What cannot be paid back will be defaulted on. If you did not know it before, you do now. The entire US banking system is insolvent.

Since those words were penned, the FDIC is planning to charge premiums several years forward to banks to the tune of $45 billion, its deposit fund is down to about $10 billion, and its troubled bank list has ballooned to over 400 banks, with nearly 300 in serious trouble. The FDIC expects to need at least another $100 billion for bailouts through 2013. Let's see, $10 billion on hand plus $45 billion charged forward = $55 billion. Only $45 billion short! Hmm.
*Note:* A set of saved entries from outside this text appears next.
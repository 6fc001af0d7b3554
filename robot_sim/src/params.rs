//! # Robot Simulator Parameters

// ------------------------------------------------------------------------------------------------
// IMPORTS
// ------------------------------------------------------------------------------------------------

use serde::Deserialize;

// ------------------------------------------------------------------------------------------------
// STRUCTS
// ------------------------------------------------------------------------------------------------

#[derive(Debug, Deserialize)]
#[serde(default)]
pub struct RobotSimParams {
    /// Endpoint the link socket binds to
    pub endpoint: String,

    /// Name returned to scans, should contain the ground's robot name filter
    pub advertised_name: String,

    /// Time without a write after which the outputs are zeroed.
    ///
    /// Units: milliseconds
    pub cmd_timeout_ms: u64,

    /// Receive timeout of the link socket, bounds how late safe mode can be entered.
    ///
    /// Units: milliseconds
    pub poll_ms: i32,
}

// ------------------------------------------------------------------------------------------------
// IMPLS
// ------------------------------------------------------------------------------------------------

impl Default for RobotSimParams {
    fn default() -> Self {
        Self {
            endpoint: "tcp://*:5100".into(),
            advertised_name: "ESP32 Robot".into(),
            cmd_timeout_ms: 500,
            poll_ms: 20,
        }
    }
}
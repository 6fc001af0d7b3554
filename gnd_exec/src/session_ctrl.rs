//! # Session Control
//!
//! Owns the connection lifecycle: scanning for robots, connecting, disconnecting and noticing a
//! lost connection. The controller also owns the [`Dispatcher`] and arms it only while a session
//! is open, so control values never go out unless there is a robot to receive them.
//!
//! Disconnecting first sends an all-zero stop. The transport is only closed once that stop has
//! completed, or once the disconnect grace period has passed, whichever happens first.

// ---------------------------------------------------------------------------
// IMPORTS
// ---------------------------------------------------------------------------

use comms_if::link::{filter_by_name, Device, LinkError};
use log::{debug, error, info, warn};
use std::fmt;
use std::time::{Duration, Instant};

use crate::{
    dispatch::{DispatchStats, Dispatcher, Snapshot, StopOutcome},
    link_client::{Link, LinkEvent},
    params::GndExecParams,
};

// ---------------------------------------------------------------------------
// STRUCTS
// ---------------------------------------------------------------------------

/// Controller for the link session with the robot.
pub struct SessionCtrl<L: Link> {
    link: L,

    state: SessionState,

    dispatcher: Dispatcher,

    /// Robots found by the last scan
    devices: Vec<Device>,

    scanning: bool,

    name_filter: String,

    scan_timeout: Duration,

    disconnect_grace: Duration,

    /// When the current disconnect started
    disconnect_started: Option<Instant>,

    /// Set once the transport has been asked to close
    close_requested: bool,

    /// The robot of the current or last session
    peer: Option<Device>,
}

// ---------------------------------------------------------------------------
// ENUMS
// ---------------------------------------------------------------------------

/// Connection status as shown to the operator.
#[derive(Debug, Clone, Copy, PartialEq, Eq)]
pub enum SessionState {
    Disconnected,
    Connecting,
    Connected,
    Disconnecting,
}

#[derive(Debug, thiserror::Error)]
pub enum SessionCtrlError {
    #[error("Scanning is only possible while disconnected")]
    ScanUnavailable,

    #[error("A scan is already in progress")]
    AlreadyScanning,

    #[error("Connecting is only possible while disconnected and not scanning")]
    ConnectUnavailable,

    #[error("No device named {0:?} was found by the last scan")]
    UnknownDevice(String),

    #[error("No devices found, scan first")]
    NoDevices,

    #[error("Not connected")]
    DisconnectUnavailable,

    #[error("Link error: {0}")]
    Link(#[from] LinkError),
}

// ---------------------------------------------------------------------------
// IMPLS
// ---------------------------------------------------------------------------

impl fmt::Display for SessionState {
    fn fmt(&self, f: &mut fmt::Formatter<'_>) -> fmt::Result {
        let s = match self {
            SessionState::Disconnected => "Disconnected",
            SessionState::Connecting => "Connecting",
            SessionState::Connected => "Connected",
            SessionState::Disconnecting => "Disconnecting",
        };
        write!(f, "{}", s)
    }
}

impl<L: Link> SessionCtrl<L> {
    pub fn new(link: L, params: &GndExecParams) -> Self {
        Self {
            link,
            state: SessionState::Disconnected,
            dispatcher: Dispatcher::new(params.min_send_interval()),
            devices: Vec::new(),
            scanning: false,
            name_filter: params.robot_name_filter.clone(),
            scan_timeout: params.scan_timeout(),
            disconnect_grace: params.disconnect_grace(),
            disconnect_started: None,
            close_requested: false,
            peer: None,
        }
    }

    /// Start a scan for robots. Results arrive through `handle_event`.
    pub fn scan(&mut self) -> Result<(), SessionCtrlError> {
        if self.state != SessionState::Disconnected {
            return Err(SessionCtrlError::ScanUnavailable);
        }
        if self.scanning {
            return Err(SessionCtrlError::AlreadyScanning);
        }

        self.link.request_scan(self.scan_timeout)?;
        self.scanning = true;
        info!("Scanning for devices for {:.1} s...", self.scan_timeout.as_secs_f64());

        Ok(())
    }

    /// Connect to the named device from the last scan, or the first one if no name is given.
    pub fn connect(&mut self, name: Option<&str>) -> Result<(), SessionCtrlError> {
        if !self.can_connect() {
            return Err(SessionCtrlError::ConnectUnavailable);
        }

        let device = match name {
            Some(n) => self
                .devices
                .iter()
                .find(|d| d.name == n)
                .ok_or_else(|| SessionCtrlError::UnknownDevice(n.to_owned()))?,
            None => self.devices.first().ok_or(SessionCtrlError::NoDevices)?,
        }
        .clone();

        self.link.request_connect(&device.address)?;

        info!("Connecting to {} at {}...", device.name, device.address);
        self.peer = Some(device);
        self.set_state(SessionState::Connecting);

        Ok(())
    }

    /// Stop the robot and close the session.
    ///
    /// The transport is closed once the stop completes or the grace period
    /// runs out, see `tick`.
    pub fn disconnect(&mut self, now: Instant) -> Result<(), SessionCtrlError> {
        if self.state != SessionState::Connected {
            return Err(SessionCtrlError::DisconnectUnavailable);
        }

        self.set_state(SessionState::Disconnecting);
        self.disconnect_started = Some(now);
        self.close_requested = false;

        match self.dispatcher.force_send(Snapshot::STOP, now, &mut self.link) {
            StopOutcome::Sent => debug!("Final stop sent"),
            StopOutcome::Latched => debug!("Final stop queued behind in-flight send"),
            StopOutcome::NotArmed => warn!("Dispatcher not armed, no final stop sent"),
        }

        self.maybe_close(now);

        Ok(())
    }

    /// Send a stop as soon as possible.
    ///
    /// The caller is responsible for clearing the control state so the next
    /// routine send is also a stop.
    pub fn emergency_stop(&mut self, now: Instant) -> StopOutcome {
        let outcome = self.dispatcher.force_send(Snapshot::STOP, now, &mut self.link);

        match outcome {
            StopOutcome::Sent => info!("EMERGENCY STOP"),
            StopOutcome::Latched => info!("EMERGENCY STOP (queued behind in-flight send)"),
            StopOutcome::NotArmed => info!("EMERGENCY STOP (not connected, nothing sent)"),
        }

        outcome
    }

    /// Apply a completion reported by the link.
    pub fn handle_event(&mut self, event: LinkEvent, now: Instant) {
        match event {
            LinkEvent::ScanComplete(result) => self.on_scan_complete(result),
            LinkEvent::ConnectComplete { address, result } => {
                self.on_connect_complete(&address, result, now)
            }
            LinkEvent::SendComplete { ticket, result } => {
                let link_lost = matches!(&result, Err(e) if e.is_link_lost());

                self.dispatcher
                    .on_send_complete(ticket.id, result, now, &mut self.link);

                if link_lost
                    && matches!(
                        self.state,
                        SessionState::Connected | SessionState::Disconnecting
                    )
                {
                    warn!("Connection to the robot lost");
                    self.dispatcher.disarm();
                    self.set_state(SessionState::Disconnected);
                }
            }
            LinkEvent::DisconnectComplete(result) => {
                if let Err(e) = result {
                    warn!("{}", e);
                }
                self.dispatcher.disarm();
                if self.state != SessionState::Disconnected {
                    self.set_state(SessionState::Disconnected);
                }
            }
        }

        self.maybe_close(now);
    }

    /// Periodic update, hands `current` to the dispatcher while connected.
    pub fn tick(&mut self, now: Instant, current: Snapshot) {
        match self.state {
            SessionState::Connected => {
                self.dispatcher.tick(now, current, &mut self.link);
            }
            SessionState::Disconnecting => self.maybe_close(now),
            _ => (),
        }
    }

    pub fn state(&self) -> SessionState {
        self.state
    }

    pub fn is_scanning(&self) -> bool {
        self.scanning
    }

    /// Robots found by the last scan, filtered by name.
    pub fn devices(&self) -> &[Device] {
        &self.devices
    }

    /// The robot of the current or most recent session.
    pub fn peer(&self) -> Option<&Device> {
        self.peer.as_ref()
    }

    pub fn can_scan(&self) -> bool {
        self.state == SessionState::Disconnected && !self.scanning
    }

    pub fn can_connect(&self) -> bool {
        self.state == SessionState::Disconnected && !self.scanning
    }

    pub fn can_disconnect(&self) -> bool {
        self.state == SessionState::Connected
    }

    pub fn dispatcher(&self) -> &Dispatcher {
        &self.dispatcher
    }

    pub fn stats(&self) -> DispatchStats {
        self.dispatcher.stats()
    }

    pub fn link(&self) -> &L {
        &self.link
    }

    pub fn link_mut(&mut self) -> &mut L {
        &mut self.link
    }

    fn on_scan_complete(&mut self, result: Result<Vec<Device>, LinkError>) {
        self.scanning = false;

        match result {
            Ok(found) => {
                let total = found.len();
                self.devices = filter_by_name(found, &self.name_filter);

                if self.devices.is_empty() {
                    info!(
                        "Scan complete, no devices matching {:?} ({} heard)",
                        self.name_filter, total
                    );
                } else {
                    info!("Scan complete, found {} device(s):", self.devices.len());
                    for d in self.devices.iter() {
                        info!("    {} ({})", d.name, d.address);
                    }
                }
            }
            Err(e) => {
                self.devices.clear();
                error!("Scan error: {}", e);
            }
        }
    }

    fn on_connect_complete(&mut self, address: &str, result: Result<(), LinkError>, now: Instant) {
        if self.state != SessionState::Connecting {
            warn!(
                "Connection to {} completed while {}, closing it",
                address, self.state
            );
            if result.is_ok() {
                self.link.request_disconnect().ok();
            }
            return;
        }

        match result {
            Ok(()) => {
                self.dispatcher.reset(now);
                self.set_state(SessionState::Connected);
            }
            Err(e) => {
                error!("Connection error: {}", e);
                self.set_state(SessionState::Disconnected);
            }
        }
    }

    /// Close the transport once the final stop is out or the grace period has passed.
    fn maybe_close(&mut self, now: Instant) {
        if self.state != SessionState::Disconnecting || self.close_requested {
            return;
        }

        let grace_expired = self
            .disconnect_started
            .map(|t| now.saturating_duration_since(t) >= self.disconnect_grace)
            .unwrap_or(true);

        if !self.dispatcher.is_idle() && !grace_expired {
            return;
        }

        if grace_expired && !self.dispatcher.is_idle() {
            warn!("Final stop not confirmed within the grace period, disconnecting anyway");
        }

        // Nothing more goes out on this session
        self.dispatcher.disarm();
        self.close_requested = true;

        if let Err(e) = self.link.request_disconnect() {
            error!("Could not request disconnect: {}", e);
            self.set_state(SessionState::Disconnected);
        }
    }

    fn set_state(&mut self, state: SessionState) {
        if self.state != state {
            info!("Status: {}", state);
        }
        self.state = state;
    }
}

// ---------------------------------------------------------------------------
// TESTS
// ---------------------------------------------------------------------------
And you think we can afford to federalize health care?!

When you go down to the bank to ask for a loan to buy a house, you typically get leverage of only 5 to 1 (20% down), because nobody's got your back but you. So why does the bank get leverage to the tune of 25 to 1 (4% down)? Because of the taxpayer guarantee, that's why. And "rules" which let them, written by politicians on the take. It's high time we ended all that or this country will surely go bankrupt. Consider Citigroup.

It alone has $800 billion in "assets" off the books, and looks to be in serious trouble: suddenly this week it ended its gasoline credit card program and dramatically hiked interest rates on its other cards. Forget about the FDIC covering Citigroup with forward charged premiums to its member banks if it goes under. There isn't enough money there. The taxpayer will be on the hook. Again. Are you mad as hell yet? Are you going to take it anymore? Vote the bums out.

No wonder Jesse keeps saying, "The banks must be restrained . . . before there can be any sustained recovery."